¿Habéis sentido alguna vez que estabais en el lugar adecuado, sin lugar a dudas? Esa fue mi sensación exacta mientras hacía la foto que encabeza este post.
Fui con mi amiga Miriam a La Chopera, en Algemesí. Nunca había estado allí, pero me encantó: es un lugar lleno de vida, vegetación, gente paseando a sus perros y niños jugando. Un escenario de película. Estar en el lugar adecuado es más difícil de lo que parece, porque deben converger tres cosas: tu mejor versión, el espacio físico ideal y las personas correctas.
A veces, la vida te regala tardes así para recordarte que merece la pena estar agradecido.
La historia de cómo conocí a Miriam es curiosa. Fue un "match" de Tinder de mi amigo Ferrán Bolinches. A él no le terminaba de convencer porque ella no estaba pasando por su mejor momento y, para ser sinceros, no se le daba muy bien escribir por chat.

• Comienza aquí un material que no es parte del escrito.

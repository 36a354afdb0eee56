//! Pixmill Core Library
//!
//! This crate provides the pixel buffer abstraction, error types, configuration
//! and tracing setup shared by the Pixmill processing crate.

pub mod buffer;
pub mod color;
pub mod config;
pub mod error;
pub mod quality;
pub mod telemetry;

// Re-export commonly used types
pub use buffer::{PixelBuffer, PixelData, PixelFormat};
pub use color::{luma_bt601, Color};
pub use config::{EngineConfig, LoggingConfig};
pub use error::{ErrorMetadata, LogLevel, ProcessingError, ProcessingResult};
pub use quality::ResizeQuality;
pub use telemetry::init_tracing;
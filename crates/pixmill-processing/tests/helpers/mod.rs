#![allow(dead_code)]

pub mod fixtures;

use ab_glyph::FontArc;
use std::sync::Once;

static TRACING: Once = Once::new();

/// Install a test-writer subscriber once per test binary.
/// Honors `RUST_LOG`, defaulting to debug output for the engine crates.
pub fn init_tracing() {
    TRACING.call_once(|| {
        let filter = tracing_subscriber::EnvFilter::try_from_default_env()
            .unwrap_or_else(|_| tracing_subscriber::EnvFilter::new("pixmill_processing=debug"));
        let _ = tracing_subscriber::fmt()
            .with_env_filter(filter)
            .with_test_writer()
            .try_init();
    });
}

const FONT_PATHS: &[&str] = &[
    "/usr/share/fonts/truetype/dejavu/DejaVuSans.ttf",
    "/usr/share/fonts/TTF/DejaVuSans.ttf",
    "/Library/Fonts/Arial.ttf",
];

/// A system TrueType font, if one is installed.
/// Text watermark tests return early when this is `None`.
pub fn load_font() -> Option<FontArc> {
    FONT_PATHS.iter().find_map(|path| {
        let data = std::fs::read(path).ok()?;
        FontArc::try_from_vec(data).ok()
    })
}
//! Geometry operations
//!
//! Resize, crop, rotate and pad. Every operation validates its parameters before
//! allocating and preserves the source pixel format.

pub mod crop;
pub mod pad;
pub mod resize;
pub mod rotate;

pub use crop::crop;
pub use pad::pad;
pub use resize::{resize, resize_dimensions, ResizeMode};
pub use rotate::{normalize_degrees, rotate, rotated_bounds};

Ferrán nos presentó para ver si surgía algo entre nosotros. Coincidimos un día tomando algo y la conocí. Al principio, Miriam transmitía algo extraño: era como ver a un león atrapado. Podías intuir su energía, pero parecía sufrir a cada paso que daba. Ese misterio despertó mi curiosidad.

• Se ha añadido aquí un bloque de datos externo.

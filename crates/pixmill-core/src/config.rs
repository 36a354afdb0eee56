//! Configuration module
//!
//! Engine-wide settings read from the environment (and a `.env` file when present).

use std::env;

use crate::quality::ResizeQuality;

// Common constants
const MAX_OUTPUT_PIXELS: u64 = 268_435_456; // 16384 x 16384
const LOG_FILTER: &str = "pixmill=info";

/// Tracing subscriber settings
#[derive(Clone, Debug, PartialEq, Eq)]
pub struct LoggingConfig {
    /// `EnvFilter` directive string, e.g. "pixmill=debug"
    pub filter: String,
    /// Emit JSON lines instead of the compact console format
    pub json: bool,
}

impl Default for LoggingConfig {
    fn default() -> Self {
        LoggingConfig {
            filter: LOG_FILTER.to_string(),
            json: false,
        }
    }
}

/// Engine configuration
#[derive(Clone, Debug, PartialEq)]
pub struct EngineConfig {
    /// Largest output (width x height) a transformer step may produce
    pub max_output_pixels: u64,
    /// Quality used when a resize step does not name one
    pub default_quality: ResizeQuality,
    pub logging: LoggingConfig,
}

impl Default for EngineConfig {
    fn default() -> Self {
        EngineConfig {
            max_output_pixels: MAX_OUTPUT_PIXELS,
            default_quality: ResizeQuality::default(),
            logging: LoggingConfig::default(),
        }
    }
}

impl EngineConfig {
    pub fn from_env() -> Result<Self, anyhow::Error> {
        dotenvy::dotenv().ok();

        let max_output_pixels = match env::var("PIXMILL_MAX_OUTPUT_PIXELS") {
            Ok(value) => value.trim().parse::<u64>().map_err(|_| {
                anyhow::anyhow!("PIXMILL_MAX_OUTPUT_PIXELS must be a positive integer")
            })?,
            Err(_) => MAX_OUTPUT_PIXELS,
        };

        let default_quality = match env::var("PIXMILL_DEFAULT_QUALITY") {
            Ok(value) => value.parse::<ResizeQuality>().map_err(anyhow::Error::msg)?,
            Err(_) => ResizeQuality::default(),
        };

        let logging = LoggingConfig {
            filter: env::var("PIXMILL_LOG_FILTER").unwrap_or_else(|_| LOG_FILTER.to_string()),
            json: env::var("PIXMILL_LOG_JSON")
                .map(|v| matches!(v.trim().to_lowercase().as_str(), "1" | "true" | "yes"))
                .unwrap_or(false),
        };

        let config = EngineConfig {
            max_output_pixels,
            default_quality,
            logging,
        };
        config.validate()?;
        Ok(config)
    }

    pub fn validate(&self) -> Result<(), anyhow::Error> {
        if self.max_output_pixels == 0 {
            return Err(anyhow::anyhow!(
                "PIXMILL_MAX_OUTPUT_PIXELS must be greater than zero"
            ));
        }
        if self.logging.filter.trim().is_empty() {
            return Err(anyhow::anyhow!("PIXMILL_LOG_FILTER cannot be empty"));
        }
        Ok(())
    }
}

Poco después, descubrí que Miriam estaba sufriendo agorafobia. A medida que nuestra amistad crecía, me confesó su situación: un exnovio le había hecho muchísimo daño, dejándola con una gran deuda y el control de su piso mientras ella, irónicamente, le pagaba la reforma de la cocina. Además, había perdido a gran parte de sus amigos por culpa de esa relación.

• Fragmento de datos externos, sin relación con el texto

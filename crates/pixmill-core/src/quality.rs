//! Resampling quality levels
//!
//! Each level maps to one resampling filter of the `image` crate. The level lives in
//! the core crate so the engine configuration can name a default.

use image::imageops::FilterType;
use serde::{Deserialize, Serialize};
use std::fmt;
use std::str::FromStr;

/// Resampling quality used by resize and image watermark scaling
#[derive(Debug, Clone, Copy, PartialEq, Eq, Hash, Default, Serialize, Deserialize)]
#[serde(rename_all = "snake_case")]
pub enum ResizeQuality {
    /// Nearest neighbor
    Low,
    /// Bilinear
    Medium,
    /// Bicubic (Catmull-Rom)
    #[default]
    High,
    /// Bicubic-plus (Lanczos with a 3-lobe window)
    Ultra,
}

impl ResizeQuality {
    pub fn filter_type(self) -> FilterType {
        match self {
            ResizeQuality::Low => FilterType::Nearest,
            ResizeQuality::Medium => FilterType::Triangle,
            ResizeQuality::High => FilterType::CatmullRom,
            ResizeQuality::Ultra => FilterType::Lanczos3,
        }
    }

    /// Select a quality based on the resize ratio.
    ///
    /// Strong downscales gain little from wide filters, so they use cheaper kernels.
    pub fn for_scale(orig_width: u32, orig_height: u32, new_width: u32, new_height: u32) -> Self {
        let width_ratio = orig_width as f32 / new_width.max(1) as f32;
        let height_ratio = orig_height as f32 / new_height.max(1) as f32;
        let max_ratio = width_ratio.max(height_ratio);

        if max_ratio > 2.0 {
            ResizeQuality::Medium
        } else if max_ratio > 1.5 {
            ResizeQuality::High
        } else {
            ResizeQuality::Ultra
        }
    }

    pub fn as_str(self) -> &'static str {
        match self {
            ResizeQuality::Low => "low",
            ResizeQuality::Medium => "medium",
            ResizeQuality::High => "high",
            ResizeQuality::Ultra => "ultra",
        }
    }
}

impl fmt::Display for ResizeQuality {
    fn fmt(&self, f: &mut fmt::Formatter<'_>) -> fmt::Result {
        f.write_str(self.as_str())
    }
}

impl FromStr for ResizeQuality {
    type Err = String;

    fn from_str(s: &str) -> Result<Self, Self::Err> {
        match s.trim().to_lowercase().as_str() {
            "low" => Ok(ResizeQuality::Low),
            "medium" => Ok(ResizeQuality::Medium),
            "high" => Ok(ResizeQuality::High),
            "ultra" => Ok(ResizeQuality::Ultra),
            other => Err(format!(
                "Invalid resize quality: {}. Expected: low, medium, high or ultra",
                other
            )),
        }
    }
}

Miriam estaba rota. No quería salir a la calle. Recuerdo que tardé una semana entera en convencerla para dar un paseo de apenas media hora. Ese día fue durísimo para ella; apretaba una botellita de agua con fuerza para controlar la ansiedad mientras me abría su corazón.
Con el tiempo, las salidas de media hora se convirtieron en tardes enteras. Volvió a coger el coche, empezó a sonreír y terminamos patinando (aunque casi arrollo a varios coches por mis pocas aptitudes sobre ruedas). El león había conseguido salvarse de la oscuridad que lo tenía enganchado al miedo.
Cuando iba a la parroquia de La Mare de Déu del Lluc, nos enseñaron algo que se me quedó grabado: los ángeles no solo están en la Biblia. Dios puede guiarnos para ser "ángeles" para otras personas, igual que todos hemos encontrado a alguien que nos ha salvado de nosotros mismos en algún momento.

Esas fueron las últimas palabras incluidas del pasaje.